[Collected data]
______________________________

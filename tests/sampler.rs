use std::path::PathBuf;
use std::sync::Arc;
use std::time::Duration;

use rtt_monitor::sampler::{Sampler, Scheduler, Status};
use rtt_monitor::server::ServerHandle;
use rtt_monitor::stats::RttStore;
use rtt_monitor::AppState;

async fn spawn() -> (ServerHandle, Arc<AppState>) {
    let state = AppState::new(Arc::new(RttStore::new()));
    let static_dir = PathBuf::from(env!("CARGO_MANIFEST_DIR")).join("static");
    let handle = ServerHandle::spawn("127.0.0.1:0".parse().unwrap(), state.clone(), static_dir)
        .await
        .unwrap();
    (handle, state)
}

#[tokio::test]
async fn ticks_record_locally_and_on_the_server() {
    let (handle, state) = spawn().await;
    let server = format!("http://{}", handle.local_addr());
    let sampler = Sampler::new(&server, Some("sampler-a".into()), Duration::from_secs(2)).unwrap();

    let mut measured = Vec::new();
    for _ in 0..5 {
        measured.push(sampler.tick().await.unwrap());
    }

    let view = sampler.view();
    let stats = view.stats.unwrap();
    assert_eq!(stats.total, 5);
    assert_eq!(stats.window_size, 5);
    assert!(stats.min >= 0.0);
    assert_eq!(view.recent.len(), 5);
    assert_eq!(view.recent[0].seq, 5);

    // One server sample per ping, including the latest, each one the
    // server's handling time nested inside the matching round trip
    let server_stats = state.store.stats("sampler-a").unwrap();
    assert_eq!(server_stats.count, measured.len());
    for (server_side, rtt) in server_stats.recent.iter().zip(&measured) {
        assert!(server_side.rtt >= 0.0);
        assert!(server_side.rtt <= *rtt);
    }
    assert!(server_stats.max <= stats.max);

    handle.shutdown().await.unwrap();
}

#[tokio::test]
async fn transport_failure_sets_error_status_and_keeps_window() {
    let (handle, _state) = spawn().await;
    let server = format!("http://{}", handle.local_addr());
    let sampler = Sampler::new(&server, Some("sampler-b".into()), Duration::from_secs(2)).unwrap();

    sampler.tick().await.unwrap();
    handle.shutdown().await.unwrap();

    assert!(sampler.tick().await.is_err());
    let view = sampler.view();
    assert!(matches!(view.status, Status::Error { .. }));
    assert_eq!(view.stats.unwrap().total, 1);
}

#[tokio::test]
async fn scheduler_drives_ticks_until_stopped() {
    let (handle, state) = spawn().await;
    let server = format!("http://{}", handle.local_addr());
    let sampler = Arc::new(
        Sampler::new(&server, Some("sampler-c".into()), Duration::from_secs(2)).unwrap(),
    );
    let mut views = sampler.subscribe();

    let mut scheduler = Scheduler::new(sampler.clone());
    scheduler.start(Duration::from_millis(100));

    tokio::time::timeout(Duration::from_secs(5), async {
        loop {
            views.changed().await.unwrap();
            let total = views.borrow().stats.map(|s| s.total).unwrap_or(0);
            if total >= 3 {
                break;
            }
        }
    })
    .await
    .expect("three ticks within five seconds");

    scheduler.set_interval(Duration::from_millis(150));
    assert!(scheduler.is_running());

    scheduler.stop();
    // Let in-flight ticks land
    tokio::time::sleep(Duration::from_millis(300)).await;
    let settled = sampler.view().stats.unwrap().total;
    tokio::time::sleep(Duration::from_millis(400)).await;
    assert_eq!(sampler.view().stats.unwrap().total, settled);

    assert!(state.store.history_len("sampler-c").unwrap() as u64 >= settled);
    handle.shutdown().await.unwrap();
}

#[tokio::test]
async fn restart_leaves_only_the_new_timer_firing() {
    let (handle, state) = spawn().await;
    let server = format!("http://{}", handle.local_addr());
    let sampler = Arc::new(
        Sampler::new(&server, Some("sampler-d".into()), Duration::from_secs(2)).unwrap(),
    );

    let mut scheduler = Scheduler::new(sampler.clone());
    scheduler.start(Duration::from_millis(20));
    tokio::time::sleep(Duration::from_millis(200)).await;

    scheduler.set_interval(Duration::from_millis(500));
    // Let ticks started by the fast timer land
    tokio::time::sleep(Duration::from_millis(150)).await;
    let before = state.store.history_len("sampler-d").unwrap();

    tokio::time::sleep(Duration::from_millis(1_100)).await;
    let after = state.store.history_len("sampler-d").unwrap();

    // The slow timer fires twice in 1.1 s; a surviving 20 ms timer would add ~55
    let fired = after - before;
    assert!((1..=3).contains(&fired), "{fired} ticks after restart");

    scheduler.stop();
    handle.shutdown().await.unwrap();
}
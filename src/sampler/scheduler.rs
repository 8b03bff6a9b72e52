use std::sync::Arc;
use std::time::Duration;

use tokio::task::JoinHandle;
use tokio::time::MissedTickBehavior;
use tracing::info;

use super::Sampler;

/// Owns the single timer driving a [`Sampler`].
///
/// Each tick is spawned as its own task, so a slow response does not delay
/// the next ping. Restarting aborts the previous timer before the new one
/// is spawned; in-flight ticks from the old timer may still land.
pub struct Scheduler {
    sampler: Arc<Sampler>,
    interval: Option<Duration>,
    timer: Option<JoinHandle<()>>,
}

impl Scheduler {
    pub fn new(sampler: Arc<Sampler>) -> Self {
        Self {
            sampler,
            interval: None,
            timer: None,
        }
    }

    /// Idle → Running, or restart with a new interval when already running.
    pub fn start(&mut self, interval: Duration) {
        self.stop();
        // tokio panics on a zero period
        let interval = interval.max(Duration::from_millis(1));

        let sampler = self.sampler.clone();
        self.timer = Some(tokio::spawn(async move {
            let mut ticker = tokio::time::interval(interval);
            ticker.set_missed_tick_behavior(MissedTickBehavior::Delay);
            // First fire is one full interval after start
            ticker.tick().await;

            loop {
                ticker.tick().await;
                let sampler = sampler.clone();
                tokio::spawn(async move {
                    // Failures are already reflected in the sampler status
                    let _ = sampler.tick().await;
                });
            }
        }));
        self.interval = Some(interval);

        info!(
            client_id = self.sampler.client_id(),
            interval_ms = interval.as_millis() as u64,
            "sampler running"
        );
    }

    /// Apply an interval change by cancelling and replacing the timer.
    pub fn set_interval(&mut self, interval: Duration) {
        self.start(interval);
    }

    pub fn stop(&mut self) {
        if let Some(timer) = self.timer.take() {
            timer.abort();
        }
        self.interval = None;
    }

    pub fn is_running(&self) -> bool {
        self.timer.as_ref().is_some_and(|t| !t.is_finished())
    }

    pub fn interval(&self) -> Option<Duration> {
        self.interval
    }

    pub fn sampler(&self) -> &Arc<Sampler> {
        &self.sampler
    }
}

impl Drop for Scheduler {
    fn drop(&mut self) {
        self.stop();
    }
}

#[cfg(test)]
mod tests {
    use super::*;
    use crate::sampler::Status;

    fn scheduler() -> Scheduler {
        let sampler =
            Sampler::new("http://127.0.0.1:9", Some("sched".into()), Duration::from_millis(200))
                .unwrap();
        Scheduler::new(Arc::new(sampler))
    }

    #[tokio::test]
    async fn restart_replaces_the_timer() {
        let mut s = scheduler();
        assert!(!s.is_running());

        s.start(Duration::from_millis(500));
        assert!(s.is_running());
        assert_eq!(s.interval(), Some(Duration::from_millis(500)));

        s.set_interval(Duration::from_millis(200));
        assert!(s.is_running());
        assert_eq!(s.interval(), Some(Duration::from_millis(200)));

        s.stop();
        assert!(!s.is_running());
        assert_eq!(s.interval(), None);
    }

    #[tokio::test]
    async fn failing_ticks_keep_the_timer_alive() {
        let mut s = scheduler();
        let mut rx = s.sampler().subscribe();
        s.start(Duration::from_millis(100));

        tokio::time::timeout(Duration::from_secs(5), rx.changed())
            .await
            .expect("a tick should publish")
            .unwrap();

        assert!(matches!(rx.borrow().status, Status::Error { .. }));
        assert!(s.is_running());
    }
}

______________________________

▸ **ACTIVITY**:
Go through the entries above and write each one out exactly.

▸ **SOLUTION TO THIS EXERCISE**:
filename tests/sampler.rs
use std::path::PathBuf;
use std::sync::Arc;
use std::time::Duration;

use rtt_monitor::sampler::{Sampler, Scheduler, Status};
use rtt_monitor::server::ServerHandle;
use rtt_monitor::stats::RttStore;
use rtt_monitor::AppState;

async fn spawn() -> (ServerHandle, Arc<AppState>) {
    let state = AppState::new(Arc::new(RttStore::new()));
    let static_dir = PathBuf::from(env!("CARGO_MANIFEST_DIR")).join("static");
    let handle = ServerHandle::spawn("127.0.0.1:0".parse().unwrap(), state.clone(), static_dir)
        .await
        .unwrap();
    (handle, state)
}

#[tokio::test]
async fn ticks_record_locally_and_on_the_server() {
    let (handle, state) = spawn().await;
    let server = format!("http://{}", handle.local_addr());
    let sampler = Sampler::new(&server, Some("sampler-a".into()), Duration::from_secs(2)).unwrap();

    let mut measured = Vec::new();
    for _ in 0..5 {
        measured.push(sampler.tick().await.unwrap());
    }

    let view = sampler.view();
    let stats = view.stats.unwrap();
    assert_eq!(stats.total, 5);
    assert_eq!(stats.window_size, 5);
    assert!(stats.min >= 0.0);
    assert_eq!(view.recent.len(), 5);
    assert_eq!(view.recent[0].seq, 5);

    // One server sample per ping, including the latest, each one the
    // server's handling time nested inside the matching round trip
    let server_stats = state.store.stats("sampler-a").unwrap();
    assert_eq!(server_stats.count, measured.len());
    for (server_side, rtt) in server_stats.recent.iter().zip(&measured) {
        assert!(server_side.rtt >= 0.0);
        assert!(server_side.rtt <= *rtt);
    }
    assert!(server_stats.max <= stats.max);

    handle.shutdown().await.unwrap();
}

#[tokio::test]
async fn transport_failure_sets_error_status_and_keeps_window() {
    let (handle, _state) = spawn().await;
    let server = format!("http://{}", handle.local_addr());
    let sampler = Sampler::new(&server, Some("sampler-b".into()), Duration::from_secs(2)).unwrap();

    sampler.tick().await.unwrap();
    handle.shutdown().await.unwrap();

    assert!(sampler.tick().await.is_err());
    let view = sampler.view();
    assert!(matches!(view.status, Status::Error { .. }));
    assert_eq!(view.stats.unwrap().total, 1);
}

#[tokio::test]
async fn scheduler_drives_ticks_until_stopped() {
    let (handle, state) = spawn().await;
    let server = format!("http://{}", handle.local_addr());
    let sampler = Arc::new(
        Sampler::new(&server, Some("sampler-c".into()), Duration::from_secs(2)).unwrap(),
    );
    let mut views = sampler.subscribe();

    let mut scheduler = Scheduler::new(sampler.clone());
    scheduler.start(Duration::from_millis(100));

    tokio::time::timeout(Duration::from_secs(5), async {
        loop {
            views.changed().await.unwrap();
            let total = views.borrow().stats.map(|s| s.total).unwrap_or(0);
            if total >= 3 {
                break;
            }
        }
    })
    .await
    .expect("three ticks within five seconds");

    scheduler.set_interval(Duration::from_millis(150));
    assert!(scheduler.is_running());

    scheduler.stop();
    // Let in-flight ticks land
    tokio::time::sleep(Duration::from_millis(300)).await;
    let settled = sampler.view().stats.unwrap().total;
    tokio::time::sleep(Duration::from_millis(400)).await;
    assert_eq!(sampler.view().stats.unwrap().total, settled);

    assert!(state.store.history_len("sampler-c").unwrap() as u64 >= settled);
    handle.shutdown().await.unwrap();
}

#[tokio::test]
async fn restart_leaves_only_the_new_timer_firing() {
    let (handle, state) = spawn().await;
    let server = format!("http://{}", handle.local_addr());
    let sampler = Arc::new(
        Sampler::new(&server, Some("sampler-d".into()), Duration::from_secs(2)).unwrap(),
    );

    let mut scheduler = Scheduler::new(sampler.clone());
    scheduler.start(Duration::from_millis(20));
    tokio::time::sleep(Duration::from_millis(200)).await;

    scheduler.set_interval(Duration::from_millis(500));
    // Let ticks started by the fast timer land
    tokio::time::sleep(Duration::from_millis(150)).await;
    let before = state.store.history_len("sampler-d").unwrap();

    tokio::time::sleep(Duration::from_millis(1_100)).await;
    let after = state.store.history_len("sampler-d").unwrap();

    // The slow timer fires twice in 1.1 s; a surviving 20 ms timer would add ~55
    let fired = after - before;
    assert!((1..=3).contains(&fired), "{fired} ticks after restart");

    scheduler.stop();
    handle.shutdown().await.unwrap();
}
filename src/sampler/scheduler.rs
repository 8b03bff6a9b72e52
use std::sync::Arc;
use std::time::Duration;

use tokio::task::JoinHandle;
use tokio::time::MissedTickBehavior;
use tracing::info;

use super::Sampler;

/// Owns the single timer driving a [`Sampler`].
///
/// Each tick is spawned as its own task, so a slow response does not delay
/// the next ping. Restarting aborts the previous timer before the new one
/// is spawned; in-flight ticks from the old timer may still land.
pub struct Scheduler {
    sampler: Arc<Sampler>,
    interval: Option<Duration>,
    timer: Option<JoinHandle<()>>,
}

impl Scheduler {
    pub fn new(sampler: Arc<Sampler>) -> Self {
        Self {
            sampler,
            interval: None,
            timer: None,
        }
    }

    /// Idle → Running, or restart with a new interval when already running.
    pub fn start(&mut self, interval: Duration) {
        self.stop();
        // tokio panics on a zero period
        let interval = interval.max(Duration::from_millis(1));

        let sampler = self.sampler.clone();
        self.timer = Some(tokio::spawn(async move {
            let mut ticker = tokio::time::interval(interval);
            ticker.set_missed_tick_behavior(MissedTickBehavior::Delay);
            // First fire is one full interval after start
            ticker.tick().await;

            loop {
                ticker.tick().await;
                let sampler = sampler.clone();
                tokio::spawn(async move {
                    // Failures are already reflected in the sampler status
                    let _ = sampler.tick().await;
                });
            }
        }));
        self.interval = Some(interval);

        info!(
            client_id = self.sampler.client_id(),
            interval_ms = interval.as_millis() as u64,
            "sampler running"
        );
    }

    /// Apply an interval change by cancelling and replacing the timer.
    pub fn set_interval(&mut self, interval: Duration) {
        self.start(interval);
    }

    pub fn stop(&mut self) {
        if let Some(timer) = self.timer.take() {
            timer.abort();
        }
        self.interval = None;
    }

    pub fn is_running(&self) -> bool {
        self.timer.as_ref().is_some_and(|t| !t.is_finished())
    }

    pub fn interval(&self) -> Option<Duration> {
        self.interval
    }

    pub fn sampler(&self) -> &Arc<Sampler> {
        &self.sampler
    }
}

impl Drop for Scheduler {
    fn drop(&mut self) {
        self.stop();
    }
}

#[cfg(test)]
mod tests {
    use super::*;
    use crate::sampler::Status;

    fn scheduler() -> Scheduler {
        let sampler =
            Sampler::new("http://127.0.0.1:9", Some("sched".into()), Duration::from_millis(200))
                .unwrap();
        Scheduler::new(Arc::new(sampler))
    }

    #[tokio::test]
    async fn restart_replaces_the_timer() {
        let mut s = scheduler();
        assert!(!s.is_running());

        s.start(Duration::from_millis(500));
        assert!(s.is_running());
        assert_eq!(s.interval(), Some(Duration::from_millis(500)));

        s.set_interval(Duration::from_millis(200));
        assert!(s.is_running());
        assert_eq!(s.interval(), Some(Duration::from_millis(200)));

        s.stop();
        assert!(!s.is_running());
        assert_eq!(s.interval(), None);
    }

    #[tokio::test]
    async fn failing_ticks_keep_the_timer_alive() {
        let mut s = scheduler();
        let mut rx = s.sampler().subscribe();
        s.start(Duration::from_millis(100));

        tokio::time::timeout(Duration::from_secs(5), rx.changed())
            .await
            .expect("a tick should publish")
            .unwrap();

        assert!(matches!(rx.borrow().status, Status::Error { .. }));
        assert!(s.is_running());
    }
}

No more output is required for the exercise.